Terapie efficaci e meno invasive

Sul nuovo portale ampio spazio viene dedicato al tema delle cure e degli effetti collaterali. Sempre secondo il sondaggio della SIUrO, infatti, il 41 per cento degli italiani sostiene che l’impotenza sia la principale conseguenza del trattamento del tumore della prostata. «Le nuove terapie hanno aumentato i tassi di guarigione e al tempo stesso sono meno invasive rispetto al passato - aggiunge Renzo Colombo, vice-presidente della SIUrO e coordinatore responsabile del portale -. Nel carcinoma prostatico, ad esempio, circa un terzo dei casi risulta poco aggressivo e può essere trattato con la sorveglianza attiva, quindi attraverso un monitoraggio costante dell’eventuale evoluzione della malattia.
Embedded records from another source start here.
#[cfg(test)]
mod tests {
    use super::*;
    use wiremock::matchers::{body_partial_json, header, method, path};
    use wiremock::{Mock, MockServer, ResponseTemplate};

    fn openai_config(endpoint: String) -> OpenAIConfig {
        OpenAIConfig {
            endpoint,
            api_key: "sk-test".to_string(),
            initial_backoff: Duration::from_millis(5),
            ..Default::default()
        }
    }

    fn completion(text: &str) -> serde_json::Value {
        serde_json::json!({
            "choices": [{
                "message": {"role": "assistant", "content": text},
                "finish_reason": "stop"
            }],
            "usage": {"prompt_tokens": 10, "completion_tokens": 5, "total_tokens": 15}
        })
    }

    fn request() -> GenerateRequest {
        GenerateRequest::new("system").with_user_message("두통에 좋은 약?")
    }

    #[test]
    fn test_openai_requires_key_for_remote() {
        let result = OpenAIBackend::new(OpenAIConfig::default());
        assert!(matches!(result, Err(LlmError::Configuration(_))));

        let local = OpenAIBackend::new(OpenAIConfig {
            endpoint: "http://localhost:8000/v1".to_string(),
            ..Default::default()
        });
        assert!(local.is_ok());
    }

    #[tokio::test]
    async fn test_openai_generate() {
        let server = MockServer::start().await;
        Mock::given(method("POST"))
            .and(path("/chat/completions"))
            .and(header("authorization", "Bearer sk-test"))
            .and(body_partial_json(serde_json::json!({
                "model": "gpt-4o-mini",
                "max_tokens": 2500
            })))
            .respond_with(ResponseTemplate::new(200).set_body_json(completion("타이레놀을 권합니다")))
            .mount(&server)
            .await;

        let backend = OpenAIBackend::new(openai_config(server.uri())).unwrap();
        let response = backend.generate(request()).await.unwrap();

        assert_eq!(response.text, "타이레놀을 권합니다");
        assert_eq!(response.finish_reason, FinishReason::Stop);
        assert_eq!(response.usage.map(|u| u.total_tokens), Some(15));
    }

    #[tokio::test]
    async fn test_openai_retries_server_errors() {
        let server = MockServer::start().await;
        Mock::given(method("POST"))
            .and(path("/chat/completions"))
            .respond_with(ResponseTemplate::new(503))
            .up_to_n_times(1)
            .mount(&server)
            .await;
        Mock::given(method("POST"))
            .and(path("/chat/completions"))
            .respond_with(ResponseTemplate::new(200).set_body_json(completion("ok")))
            .mount(&server)
            .await;

        let backend = OpenAIBackend::new(openai_config(server.uri())).unwrap();
        assert_eq!(backend.generate(request()).await.unwrap().text, "ok");
    }

    #[tokio::test]
    async fn test_openai_client_error_not_retried() {
        let server = MockServer::start().await;
        Mock::given(method("POST"))
            .and(path("/chat/completions"))
            .respond_with(ResponseTemplate::new(401).set_body_string("bad key"))
            .expect(1)
            .mount(&server)
            .await;

        let backend = OpenAIBackend::new(openai_config(server.uri())).unwrap();
        let err = backend.generate(request()).await.unwrap_err();
        assert!(matches!(err, medirag_core::Error::Provider { .. }));
    }

    #[tokio::test]
    async fn test_openai_exhausted_retries() {
        let server = MockServer::start().await;
        Mock::given(method("POST"))
            .and(path("/chat/completions"))
            .respond_with(ResponseTemplate::new(500))
            .expect(3)
            .mount(&server)
            .await;

        let backend = OpenAIBackend::new(openai_config(server.uri())).unwrap();
        assert!(backend.generate(request()).await.is_err());
    }

    #[tokio::test]
    async fn test_ollama_generate() {
        let server = MockServer::start().await;
        Mock::given(method("POST"))
            .and(path("/api/chat"))
            .and(body_partial_json(serde_json::json!({"stream": false})))
            .respond_with(ResponseTemplate::new(200).set_body_json(serde_json::json!({
                "message": {"role": "assistant", "content": "휴식을 취하세요"},
                "done": true,
                "done_reason": "stop",
                "prompt_eval_count": 20,
                "eval_count": 7
            })))
            .mount(&server)
            .await;

        let backend = OllamaBackend::new(OllamaConfig {
            endpoint: server.uri(),
            ..Default::default()
        })
        .unwrap();

        let response = backend.generate(request()).await.unwrap();
        assert_eq!(response.text, "휴식을 취하세요");
        assert_eq!(response.usage.map(|u| u.total_tokens), Some(27));
    }
}
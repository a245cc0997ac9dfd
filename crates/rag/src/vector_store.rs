//! Dense vector storage and cosine similarity search
//!
//! Two backends implement [`DenseIndex`]:
//! - [`InMemoryDenseIndex`]: brute-force scan, exact, fine for ~10^4 documents
//! - [`QdrantDenseIndex`]: Qdrant collection with cosine distance

use async_trait::async_trait;
use parking_lot::RwLock;
use qdrant_client::{
    qdrant::{
        value::Kind, CreateCollectionBuilder, DeleteCollectionBuilder, Distance, PointStruct,
        SearchPointsBuilder, UpsertPointsBuilder, VectorParamsBuilder,
    },
    Qdrant,
};
use std::collections::{BTreeMap, HashMap, HashSet};

use medirag_config::constants::endpoints;

use crate::RagError;

/// Payload key holding the document id in Qdrant
const DOC_ID_KEY: &str = "doc_id";

/// Dense search hit with raw cosine similarity
#[derive(Debug, Clone, PartialEq)]
pub struct DenseHit {
    pub id: String,
    pub score: f32,
}

/// Dense index contract
///
/// Every stored vector has the index dimension. Queries with a different
/// dimension fail with [`RagError::DimensionMismatch`] before any search.
#[async_trait]
pub trait DenseIndex: Send + Sync + 'static {
    fn dimension(&self) -> usize;

    fn len(&self) -> usize;

    fn is_empty(&self) -> bool {
        self.len() == 0
    }

    /// Associate a vector with a document id, replacing any previous vector
    async fn upsert(&self, id: &str, vector: Vec<f32>) -> Result<(), RagError>;

    async fn upsert_batch(&self, items: Vec<(String, Vec<f32>)>) -> Result<(), RagError> {
        for (id, vector) in items {
            self.upsert(&id, vector).await?;
        }
        Ok(())
    }

    /// Top `k` by cosine similarity, descending, ties by id
    async fn query(&self, vector: &[f32], k: usize) -> Result<Vec<DenseHit>, RagError>;

    /// Release backing storage once no snapshot refers to it
    async fn retire(&self) -> Result<(), RagError> {
        Ok(())
    }

    fn name(&self) -> &'static str;
}

fn check_dimension(expected: usize, actual: usize) -> Result<(), RagError> {
    if expected != actual {
        return Err(RagError::DimensionMismatch { expected, actual });
    }
    Ok(())
}

fn sort_hits(hits: &mut [DenseHit]) {
    hits.sort_by(|a, b| b.score.total_cmp(&a.score).then_with(|| a.id.cmp(&b.id)));
}

/// Cosine similarity; zero vectors have similarity 0
pub fn cosine_similarity(a: &[f32], b: &[f32]) -> f32 {
    let dot: f32 = a.iter().zip(b.iter()).map(|(x, y)| x * y).sum();
    let norm_a = norm(a);
    let norm_b = norm(b);
    if norm_a == 0.0 || norm_b == 0.0 {
        return 0.0;
    }
    dot / (norm_a * norm_b)
}

fn norm(v: &[f32]) -> f32 {
    v.iter().map(|x| x * x).sum::<f32>().sqrt()
}

struct StoredVector {
    values: Vec<f32>,
    norm: f32,
}

/// Brute-force in-memory dense index
pub struct InMemoryDenseIndex {
    dimension: usize,
    vectors: RwLock<BTreeMap<String, StoredVector>>,
}

impl InMemoryDenseIndex {
    pub fn new(dimension: usize) -> Self {
        Self {
            dimension,
            vectors: RwLock::new(BTreeMap::new()),
        }
    }
}

#[async_trait]
impl DenseIndex for InMemoryDenseIndex {
    fn dimension(&self) -> usize {
        self.dimension
    }

    fn len(&self) -> usize {
        self.vectors.read().len()
    }

    async fn upsert(&self, id: &str, vector: Vec<f32>) -> Result<(), RagError> {
        check_dimension(self.dimension, vector.len())?;
        let stored = StoredVector {
            norm: norm(&vector),
            values: vector,
        };
        self.vectors.write().insert(id.to_string(), stored);
        Ok(())
    }

    async fn query(&self, vector: &[f32], k: usize) -> Result<Vec<DenseHit>, RagError> {
        check_dimension(self.dimension, vector.len())?;
        if k == 0 {
            return Ok(Vec::new());
        }

        let query_norm = norm(vector);
        let vectors = self.vectors.read();
        let mut hits: Vec<DenseHit> = vectors
            .iter()
            .map(|(id, stored)| {
                let score = if query_norm == 0.0 || stored.norm == 0.0 {
                    0.0
                } else {
                    let dot: f32 = stored.values.iter().zip(vector).map(|(a, b)| a * b).sum();
                    dot / (query_norm * stored.norm)
                };
                DenseHit {
                    id: id.clone(),
                    score,
                }
            })
            .collect();
        drop(vectors);

        sort_hits(&mut hits);
        hits.truncate(k);
        Ok(hits)
    }

    fn name(&self) -> &'static str {
        "memory"
    }
}

/// Qdrant connection settings
#[derive(Debug, Clone)]
pub struct VectorStoreConfig {
    pub endpoint: String,
    /// Collection for this snapshot
    pub collection: String,
    pub vector_dim: usize,
    pub api_key: Option<String>,
}

impl Default for VectorStoreConfig {
    fn default() -> Self {
        Self {
            endpoint: endpoints::QDRANT_DEFAULT.to_string(),
            collection: "medirag".to_string(),
            vector_dim: medirag_config::constants::embedding::DIMENSION,
            api_key: None,
        }
    }
}

/// Qdrant-backed dense index
///
/// Qdrant point ids must be integers or UUIDs, so each document id is mapped
/// to a UUIDv5 and the original id travels in the payload.
pub struct QdrantDenseIndex {
    client: Qdrant,
    config: VectorStoreConfig,
    ids: RwLock<HashSet<String>>,
}

impl QdrantDenseIndex {
    /// Connect and create an empty collection
    ///
    /// A collection of the same name left by an earlier process is dropped
    /// first.
    pub async fn connect(config: VectorStoreConfig) -> Result<Self, RagError> {
        let mut builder = Qdrant::from_url(&config.endpoint);

        if let Some(ref api_key) = config.api_key {
            builder = builder.api_key(api_key.clone());
            tracing::info!("Qdrant connection using API key authentication");
        }

        let client = builder
            .build()
            .map_err(|e| RagError::Connection(e.to_string()))?;

        let index = Self {
            client,
            config,
            ids: RwLock::new(HashSet::new()),
        };
        index.reset_collection().await?;
        Ok(index)
    }

    pub fn collection(&self) -> &str {
        &self.config.collection
    }

    async fn reset_collection(&self) -> Result<(), RagError> {
        let exists = self
            .client
            .collection_exists(&self.config.collection)
            .await
            .map_err(|e| RagError::VectorStore(e.to_string()))?;

        if exists {
            self.client
                .delete_collection(DeleteCollectionBuilder::new(&self.config.collection))
                .await
                .map_err(|e| RagError::VectorStore(e.to_string()))?;
            tracing::info!(collection = %self.config.collection, "Dropped stale Qdrant collection");
        }

        self.client
            .create_collection(
                CreateCollectionBuilder::new(&self.config.collection).vectors_config(
                    VectorParamsBuilder::new(self.config.vector_dim as u64, Distance::Cosine),
                ),
            )
            .await
            .map_err(|e| RagError::VectorStore(e.to_string()))?;

        tracing::info!(collection = %self.config.collection, "Created Qdrant collection");

        Ok(())
    }

    /// Deterministic point id for a document id
    pub fn point_id(doc_id: &str) -> String {
        uuid::Uuid::new_v5(&uuid::Uuid::NAMESPACE_OID, doc_id.as_bytes()).to_string()
    }
}

#[async_trait]
impl DenseIndex for QdrantDenseIndex {
    fn dimension(&self) -> usize {
        self.config.vector_dim
    }

    fn len(&self) -> usize {
        self.ids.read().len()
    }

    async fn upsert(&self, id: &str, vector: Vec<f32>) -> Result<(), RagError> {
        self.upsert_batch(vec![(id.to_string(), vector)]).await
    }

    async fn upsert_batch(&self, items: Vec<(String, Vec<f32>)>) -> Result<(), RagError> {
        if items.is_empty() {
            return Ok(());
        }

        let mut ids = Vec::with_capacity(items.len());
        let mut points = Vec::with_capacity(items.len());
        for (id, vector) in items {
            check_dimension(self.config.vector_dim, vector.len())?;
            let mut payload: HashMap<String, qdrant_client::qdrant::Value> = HashMap::new();
            payload.insert(DOC_ID_KEY.to_string(), id.clone().into());
            points.push(PointStruct::new(Self::point_id(&id), vector, payload));
            ids.push(id);
        }

        self.client
            .upsert_points(UpsertPointsBuilder::new(&self.config.collection, points).wait(true))
            .await
            .map_err(|e| RagError::VectorStore(e.to_string()))?;

        self.ids.write().extend(ids);
        Ok(())
    }

    async fn query(&self, vector: &[f32], k: usize) -> Result<Vec<DenseHit>, RagError> {
        check_dimension(self.config.vector_dim, vector.len())?;
        if k == 0 {
            return Ok(Vec::new());
        }

        let response = self
            .client
            .search_points(
                SearchPointsBuilder::new(&self.config.collection, vector.to_vec(), k as u64)
                    .with_payload(true),
            )
            .await
            .map_err(|e| RagError::Search(e.to_string()))?;

        let mut hits: Vec<DenseHit> = response
            .result
            .into_iter()
            .filter_map(|point| {
                let id = point.payload.get(DOC_ID_KEY).and_then(|v| match &v.kind {
                    Some(Kind::StringValue(s)) => Some(s.clone()),
                    _ => None,
                })?;
                Some(DenseHit {
                    id,
                    score: point.score,
                })
            })
            .collect();

        sort_hits(&mut hits);
        Ok(hits)
    }

    async fn retire(&self) -> Result<(), RagError> {
        self.client
            .delete_collection(DeleteCollectionBuilder::new(&self.config.collection))
            .await
            .map_err(|e| RagError::VectorStore(e.to_string()))?;
        tracing::info!(collection = %self.config.collection, "Dropped retired Qdrant collection");
        Ok(())
    }

    fn name(&self) -> &'static str {
        "qdrant"
    }
}

#[cfg(test)]
mod tests {
    use super::*;

    #[test]
    fn test_cosine_similarity() {
        assert!((cosine_similarity(&[1.0, 0.0], &[1.0, 0.0]) - 1.0).abs() < 1e-6);
        assert!(cosine_similarity(&[1.0, 0.0], &[0.0, 1.0]).abs() < 1e-6);
        assert!((cosine_similarity(&[1.0, 0.0], &[-1.0, 0.0]) + 1.0).abs() < 1e-6);
        assert_eq!(cosine_similarity(&[0.0, 0.0], &[1.0, 0.0]), 0.0);
    }

    #[tokio::test]
    async fn test_query_orders_by_similarity() {
        let index = InMemoryDenseIndex::new(2);
        index.upsert("A", vec![1.0, 0.0]).await.unwrap();
        index.upsert("B", vec![0.6, 0.8]).await.unwrap();
        index.upsert("C", vec![0.0, 1.0]).await.unwrap();

        let hits = index.query(&[1.0, 0.1], 2).await.unwrap();
        assert_eq!(hits.len(), 2);
        assert_eq!(hits[0].id, "A");
        assert_eq!(hits[1].id, "B");
    }

    #[tokio::test]
    async fn test_upsert_overwrites() {
        let index = InMemoryDenseIndex::new(2);
        index.upsert("A", vec![1.0, 0.0]).await.unwrap();
        index.upsert("A", vec![0.0, 1.0]).await.unwrap();
        assert_eq!(index.len(), 1);

        let hits = index.query(&[0.0, 1.0], 1).await.unwrap();
        assert!((hits[0].score - 1.0).abs() < 1e-6);
    }

    #[tokio::test]
    async fn test_ties_broken_by_id() {
        let index = InMemoryDenseIndex::new(2);
        index.upsert("b", vec![1.0, 0.0]).await.unwrap();
        index.upsert("a", vec![2.0, 0.0]).await.unwrap();
        let hits = index.query(&[1.0, 0.0], 5).await.unwrap();
        assert_eq!(hits[0].id, "a");
        assert_eq!(hits[1].id, "b");
    }

    #[tokio::test]
    async fn test_dimension_mismatch_rejected() {
        let index = InMemoryDenseIndex::new(3);
        assert!(matches!(
            index.upsert("A", vec![1.0, 0.0]).await,
            Err(RagError::DimensionMismatch { expected: 3, actual: 2 })
        ));
        assert!(matches!(
            index.query(&[1.0], 5).await,
            Err(RagError::DimensionMismatch { .. })
        ));
    }

    #[test]
    fn test_point_id_is_stable_uuid() {
        let a = QdrantDenseIndex::point_id("D001");
        assert_eq!(a, QdrantDenseIndex::point_id("D001"));
        assert_ne!(a, QdrantDenseIndex::point_id("D002"));
        assert!(uuid::Uuid::parse_str(&a).is_ok());
    }
}
impl IndexBuilder {
    pub fn new(embedder: Arc<dyn EmbeddingProvider>) -> Self {
        Self {
            embedder,
            backend: IndexBackend::Memory,
            tokenizer: Tokenizer::default(),
            params: Bm25Params::default(),
            expander: None,
            tantivy_path: None,
            batch_size: embedding::BATCH_SIZE,
        }
    }

    pub fn with_backend(mut self, backend: IndexBackend) -> Self {
        self.backend = backend;
        self
    }

    pub fn with_tokenizer(mut self, tokenizer: Tokenizer) -> Self {
        self.tokenizer = tokenizer;
        self
    }

    pub fn with_bm25_params(mut self, params: Bm25Params) -> Self {
        self.params = params;
        self
    }

    pub fn with_query_expansion(mut self, expander: Option<QueryExpander>) -> Self {
        self.expander = expander;
        self
    }

    /// Use tantivy for the lexical channel, writing under `path`
    pub fn with_tantivy_path(mut self, path: Option<PathBuf>) -> Self {
        self.tantivy_path = path;
        self
    }

    pub fn with_batch_size(mut self, batch_size: usize) -> Self {
        self.batch_size = batch_size.max(1);
        self
    }

    /// Embed and index `documents` into a new snapshot
    ///
    /// Duplicate ids keep the last occurrence. Nothing is published; the
    /// caller decides when to swap.
    pub async fn build(
        &self,
        kind: DocumentKind,
        documents: Vec<Document>,
        generation: u64,
    ) -> Result<CorpusSnapshot, RagError> {
        let documents = dedup_by_id(documents);
        let dimension = self.embedder.dimension();

        tracing::info!(
            kind = %kind,
            generation,
            documents = documents.len(),
            embedder = self.embedder.name(),
            "Building corpus snapshot"
        );

        let vectors = self.embed_all(&documents, dimension).await?;
        let dense = self.build_dense(kind, generation, dimension, &documents, vectors).await?;
        let lexical = self.build_lexical(kind, generation, documents.clone()).await?;

        Ok(CorpusSnapshot::new(kind, generation, documents, lexical, dense))
    }

    async fn embed_all(
        &self,
        documents: &[Arc<Document>],
        dimension: usize,
    ) -> Result<Vec<Vec<f32>>, RagError> {
        let mut vectors = Vec::with_capacity(documents.len());

        for chunk in documents.chunks(self.batch_size) {
            let texts: Vec<String> = chunk.iter().map(|d| d.retrieval_text()).collect();
            let batch = self
                .embedder
                .embed_batch(&texts)
                .await
                .map_err(embedding_error)?;

            if batch.len() != texts.len() {
                return Err(RagError::Embedding(format!(
                    "Expected {} embeddings, got {}",
                    texts.len(),
                    batch.len()
                )));
            }
            if let Some(bad) = batch.iter().find(|v| v.len() != dimension) {
                return Err(RagError::DimensionMismatch {
                    expected: dimension,
                    actual: bad.len(),
                });
            }
            vectors.extend(batch);

            tracing::debug!(embedded = vectors.len(), total = documents.len(), "Embedding progress");
        }

        Ok(vectors)
    }

    async fn build_dense(
        &self,
        kind: DocumentKind,
        generation: u64,
        dimension: usize,
        documents: &[Arc<Document>],
        vectors: Vec<Vec<f32>>,
    ) -> Result<Arc<dyn DenseIndex>, RagError> {
        let items: Vec<(String, Vec<f32>)> = documents
            .iter()
            .map(|d| d.id.clone())
            .zip(vectors)
            .collect();

        let dense: Arc<dyn DenseIndex> = match &self.backend {
            IndexBackend::Memory => Arc::new(InMemoryDenseIndex::new(dimension)),
            IndexBackend::Qdrant(config) => {
                let config = VectorStoreConfig {
                    collection: format!("{}_{}_{}", config.collection, kind, generation),
                    vector_dim: dimension,
                    ..config.clone()
                };
                Arc::new(QdrantDenseIndex::connect(config).await?)
            },
        };

        dense.upsert_batch(items).await?;
        Ok(dense)
    }

    async fn build_lexical(
        &self,
        kind: DocumentKind,
        generation: u64,
        documents: Vec<Arc<Document>>,
    ) -> Result<Arc<dyn LexicalIndex>, RagError> {
        let tokenizer = self.tokenizer.clone();
        let params = self.params;
        let expander = self.expander.clone();
        let tantivy_dir = self
            .tantivy_path
            .as_ref()
            .map(|root| root.join(format!("{}-{}", kind, generation)));

        tokio::task::spawn_blocking(move || -> Result<Arc<dyn LexicalIndex>, RagError> {
            match tantivy_dir {
                Some(dir) => {
                    let mut index = TantivyLexicalIndex::build(&documents, tokenizer, Some(&dir))?;
                    if let Some(expander) = expander {
                        index = index.with_query_expansion(expander);
                    }
                    Ok(Arc::new(index))
                },
                None => {
                    let mut index = Bm25Index::build(&documents, tokenizer, params);
                    if let Some(expander) = expander {
                        index = index.with_query_expansion(expander);
                    }
                    Ok(Arc::new(index))
                },
            }
        })
        .await
        .map_err(|e| RagError::Index(format!("Lexical build task failed: {}", e)))?
    }
}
Tutte le neoplasie genito-urinarie sono sempre più patologie croniche e come tali possiamo controllarle. La scelta della procedura terapeutica deve tenere conto degli effetti collaterali e delle attese del paziente, come la salvaguardia di un’attività sessuale soddisfacente, della fertilità e di un rapido reinserimento nel mondo sociale e professionale».

Il team multidisciplinare fondamentale per curare meglio ogni paziente

«La SIUrO è una Società Scientifica nata e cresciuta per riunire al suo interno tutte le diverse figure professionali che si occupano dei tumori genito-urinari - sottolinea Giario Conti, Segretario e tesoriere nazionale SIUrO - come oncologi, urologi, radioterapisti, patologi, medici nucleari, geriatri e psicologi. La multidisciplinarietà oggi è un'inevitabile necessità e non più una semplice opzione: richiede che tutti gli specialisti lavorino in team e che siano costantemente informati sulle novità scientifiche e le innovazioni tecnologiche. Così possiamo sempre proporre ai malati percorsi diagnostico-terapeutici adeguati. Inoltre si riducono i tempi di attesa e gli esami inutili, garantendo al tempo stesso migliori risultati e minori costi sociali. La formazione degli specialisti è quindi una delle nostre priorità ma al tempo stesso vogliamo rivolgerci alla popolazione con campagne educazionali specifiche. Anche il nostro nuovo sito www.tumorigenitourinari.net è realizzato nel solco della nostra multidisciplinarietà: abbiamo creato una squadra di 22 specialisti di diverse aree che rispondono a tutte le domande di pazienti, caregiver nonché semplici utenti del web».